• [YOUR GOAL]: How many lines in the records below hold the string "capped"? Answer with the number alone.

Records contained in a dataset

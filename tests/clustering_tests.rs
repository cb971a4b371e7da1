mod common;

use assert_approx_eq::assert_approx_eq;

use common::assertions::{assert_engine_error, assert_invalid};
use common::doubles::CountingIndex;
use common::vectors::{clustered_vectors, random_vectors};

use quiver::clustering::{kmeans_clustering, run_kmeans_advanced, Clustering, ClusteringParameters};
use quiver::index::distance::l2_squared;
use quiver::index::reference::ReferenceEngine;
use quiver::index::FloatIndex;
use quiver::types::MetricType;

const DIM: usize = 8;

fn params(niter: usize, nredo: usize) -> ClusteringParameters {
    ClusteringParameters {
        niter,
        nredo,
        min_points_per_centroid: 1,
        ..Default::default()
    }
}

// ─── Single-shot tests ───

#[test]
fn test_kmeans_clustering_finds_separated_clusters() {
    let engine = ReferenceEngine::default();
    let (data, centers) = clustered_vectors(4, 100, DIM, 0.5);

    let (centroids, mean_error) = kmeans_clustering(&engine, DIM, 400, 4, &data).unwrap();
    assert_eq!(centroids.len(), 4 * DIM);
    assert!(mean_error >= 0.0);
    // uniform noise in [-0.5, 0.5] has variance 1/12 per coordinate
    assert!(mean_error < 1.0, "mean error {mean_error} too large");

    for center in centers.chunks_exact(DIM) {
        let closest = centroids
            .chunks_exact(DIM)
            .map(|c| l2_squared(c, center))
            .fold(f32::INFINITY, f32::min);
        assert!(closest < 0.5, "no centroid near {center:?}");
    }
}

#[test]
fn test_kmeans_clustering_is_deterministic() {
    let engine = ReferenceEngine::default();
    let data = random_vectors(200, DIM);
    let first = kmeans_clustering(&engine, DIM, 200, 5, &data).unwrap();
    let second = kmeans_clustering(&engine, DIM, 200, 5, &data).unwrap();
    assert_eq!(first, second);
}

#[test]
fn test_kmeans_clustering_validation() {
    let engine = ReferenceEngine::default();
    let data = random_vectors(10, DIM);

    assert_invalid(kmeans_clustering(&engine, DIM, 11, 2, &data));
    assert_invalid(kmeans_clustering(&engine, DIM, 10, 0, &data));
    assert_engine_error(
        kmeans_clustering(&engine, DIM, 10, 20, &data),
        "Number of training points",
    );
}

// ─── Orchestrated training tests ───

#[test]
fn test_parameter_defaults() {
    let p = ClusteringParameters::default();
    assert_eq!(p.niter, 25);
    assert_eq!(p.nredo, 1);
    assert_eq!(p.min_points_per_centroid, 39);
    assert_eq!(p.max_points_per_centroid, 256);
    assert_eq!(p.seed, 1234);
    assert!(!p.spherical && !p.int_centroids && !p.frozen_centroids && !p.update_index);

    let partial: ClusteringParameters = serde_json::from_str(r#"{"niter": 5, "spherical": true}"#).unwrap();
    assert_eq!(partial.niter, 5);
    assert!(partial.spherical);
    assert_eq!(partial.max_points_per_centroid, 256);
}

#[test]
fn test_construction_validation() {
    assert_invalid(Clustering::new(0, 4));
    assert_invalid(Clustering::new(DIM, 0));

    let mut clustering = Clustering::new(DIM, 2).unwrap();
    assert_invalid(clustering.set_centroids(&[0.0; DIM + 1]));
    assert_invalid(clustering.set_centroids(&[0.0; 3 * DIM]));
    assert!(clustering.centroids().is_empty());
    assert!(clustering.mean_error().is_none());
}

#[test]
fn test_train_validation() {
    let mut clustering = Clustering::with_params(DIM, 20, params(5, 1)).unwrap();
    assert_invalid(clustering.train(&random_vectors(10, DIM), None));
    assert_invalid(clustering.train(&[0.0; DIM + 3], None));
    assert_invalid(clustering.train(&[], None));

    let frozen = ClusteringParameters {
        frozen_centroids: true,
        ..params(5, 1)
    };
    let mut clustering = Clustering::with_params(DIM, 2, frozen).unwrap();
    assert_invalid(clustering.train(&random_vectors(50, DIM), None));
}

#[test]
fn test_train_records_stats_per_iteration() {
    let (data, _) = clustered_vectors(4, 50, DIM, 0.5);
    let mut clustering = Clustering::with_params(DIM, 4, params(6, 3)).unwrap();
    clustering.train(&data, None).unwrap();

    assert_eq!(clustering.centroids().len(), 4 * DIM);
    assert_eq!(clustering.iteration_stats().len(), 18);
    for stats in clustering.iteration_stats() {
        assert!(stats.obj >= 0.0);
        assert!(stats.imbalance_factor >= 1.0 - 1e-9);
    }

    // the kept run is the restart whose final objective is lowest
    let best_final = clustering
        .iteration_stats()
        .chunks(6)
        .map(|run| run[5].obj)
        .fold(f32::INFINITY, f32::min);
    assert_approx_eq!(clustering.mean_error().unwrap(), best_final / 200.0, 1e-5);
}

#[test]
fn test_restarts_never_worse_than_single_run() {
    let data = random_vectors(300, DIM);

    let mut single = Clustering::with_params(DIM, 6, params(10, 1)).unwrap();
    single.train(&data, None).unwrap();
    let mut multi = Clustering::with_params(DIM, 6, params(10, 4)).unwrap();
    multi.train(&data, None).unwrap();

    // restart 0 of `multi` reproduces `single`
    assert!(multi.mean_error().unwrap() <= single.mean_error().unwrap());
}

#[test]
fn test_frozen_centroids_stay_fixed() {
    let (data, _) = clustered_vectors(4, 50, DIM, 0.5);
    let seeds: Vec<f32> = (0..2 * DIM).map(|i| i as f32 * 0.1).collect();

    let frozen = ClusteringParameters {
        frozen_centroids: true,
        ..params(8, 1)
    };
    let clustering = run_kmeans_advanced(DIM, 4, frozen, &data, Some(&seeds), None).unwrap();
    assert_eq!(&clustering.centroids()[..2 * DIM], seeds.as_slice());
    assert_eq!(clustering.centroids().len(), 4 * DIM);
}

#[test]
fn test_seeded_centroids_are_refined_when_not_frozen() {
    let (data, centers) = clustered_vectors(2, 100, DIM, 0.5);
    let seeds: Vec<f32> = centers.iter().map(|c| c + 1.0).collect();

    let clustering = run_kmeans_advanced(DIM, 2, params(10, 1), &data, Some(&seeds), None).unwrap();
    for (centroid, center) in clustering.centroids().chunks_exact(DIM).zip(centers.chunks_exact(DIM)) {
        assert!(l2_squared(centroid, center) < 0.5);
    }
}

#[test]
fn test_int_centroids_are_rounded() {
    let (data, _) = clustered_vectors(3, 40, DIM, 0.5);
    let int = ClusteringParameters {
        int_centroids: true,
        ..params(5, 1)
    };
    let clustering = run_kmeans_advanced(DIM, 3, int, &data, None, None).unwrap();
    assert!(clustering.centroids().iter().all(|v| v.fract() == 0.0));
}

#[test]
fn test_spherical_centroids_have_unit_norm() {
    let data = random_vectors(200, DIM);
    let spherical = ClusteringParameters {
        spherical: true,
        ..params(5, 1)
    };
    let clustering = run_kmeans_advanced(DIM, 4, spherical, &data, None, None).unwrap();
    for c in clustering.centroids().chunks_exact(DIM) {
        let norm = c.iter().map(|v| v * v).sum::<f32>().sqrt();
        assert_approx_eq!(norm, 1.0, 1e-4);
    }
}

#[test]
fn test_training_is_subsampled() {
    let data = random_vectors(500, DIM);
    let capped = ClusteringParameters {
        max_points_per_centroid: 10,
        ..params(3, 1)
    };
    let mut clustering = Clustering::with_params(DIM, 4, capped).unwrap();
    clustering.train(&data, None).unwrap();

    let last = clustering.iteration_stats().last().unwrap();
    // mean error is taken over the 40 sampled points
    assert_approx_eq!(clustering.mean_error().unwrap(), last.obj / 40.0, 1e-5);
}

#[test]
fn test_huge_point_limits_do_not_overflow() {
    let data = random_vectors(100, DIM);
    let unbounded = ClusteringParameters {
        min_points_per_centroid: usize::MAX,
        max_points_per_centroid: usize::MAX,
        decode_block_size: usize::MAX,
        ..params(2, 1)
    };

    let mut clustering = Clustering::with_params(DIM, 4, unbounded.clone()).unwrap();
    clustering.train(&data, None).unwrap();
    let last = clustering.iteration_stats().last().unwrap();
    // nothing was sampled away
    assert_approx_eq!(clustering.mean_error().unwrap(), last.obj / 100.0, 1e-5);

    let engine = ReferenceEngine::default();
    let mut index = FloatIndex::create(&engine, DIM, "Flat", MetricType::L2).unwrap();
    run_kmeans_advanced(DIM, 4, unbounded, &data, None, Some(&mut index)).unwrap();
    assert_eq!(index.ntotal(), 4);
}

// ─── Accelerating index tests ───

#[test]
fn test_accelerating_index_holds_final_centroids() {
    let engine = ReferenceEngine::default();
    let (data, _) = clustered_vectors(4, 50, DIM, 0.5);
    let mut index = FloatIndex::create(&engine, DIM, "Flat", MetricType::L2).unwrap();

    let accelerated = run_kmeans_advanced(DIM, 4, params(6, 1), &data, None, Some(&mut index)).unwrap();
    let plain = run_kmeans_advanced(DIM, 4, params(6, 1), &data, None, None).unwrap();

    assert_eq!(index.ntotal(), 4);
    assert_approx_eq!(accelerated.mean_error().unwrap(), plain.mean_error().unwrap(), 1e-3);

    let stored = index.reconstruct_batch(&[0, 1, 2, 3]).unwrap();
    assert_eq!(stored, accelerated.centroids());
}

#[test]
fn test_accelerating_ivf_retrained_with_update_index() {
    let engine = ReferenceEngine::default();
    let (data, _) = clustered_vectors(4, 50, DIM, 0.5);
    let mut index = FloatIndex::create(&engine, DIM, "IVF2,Flat", MetricType::L2).unwrap();

    let update = ClusteringParameters {
        update_index: true,
        ..params(4, 1)
    };
    let clustering = run_kmeans_advanced(DIM, 4, update, &data, None, Some(&mut index)).unwrap();
    assert_eq!(clustering.iteration_stats().len(), 4);
    assert!(index.is_trained());
    assert_eq!(index.ntotal(), 4);
}

#[test]
fn test_assignment_searches_in_blocks() {
    let (data, _) = clustered_vectors(4, 50, DIM, 0.5);
    let blocked = ClusteringParameters {
        decode_block_size: 64,
        ..params(2, 1)
    };

    let (mut index, log) = CountingIndex::build(DIM, "Flat");
    let clustering = run_kmeans_advanced(DIM, 4, blocked, &data, None, Some(&mut index)).unwrap();
    // 200 points in blocks of 64 take four searches per iteration
    assert_eq!(log.lock().nprobes.len(), 8);

    let engine = ReferenceEngine::default();
    let mut whole = FloatIndex::create(&engine, DIM, "Flat", MetricType::L2).unwrap();
    let reference = run_kmeans_advanced(DIM, 4, params(2, 1), &data, None, Some(&mut whole)).unwrap();
    assert_eq!(clustering.centroids(), reference.centroids());
    assert_approx_eq!(clustering.mean_error().unwrap(), reference.mean_error().unwrap(), 1e-5);
}

#[test]
fn test_accelerating_index_dimension_checked() {
    let engine = ReferenceEngine::default();
    let mut index = FloatIndex::create(&engine, 4, "Flat", MetricType::L2).unwrap();
    let data = random_vectors(50, DIM);
    assert_invalid(run_kmeans_advanced(DIM, 2, params(3, 1), &data, None, Some(&mut index)));
}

• [RESULT OF THE EXERCISE]: 2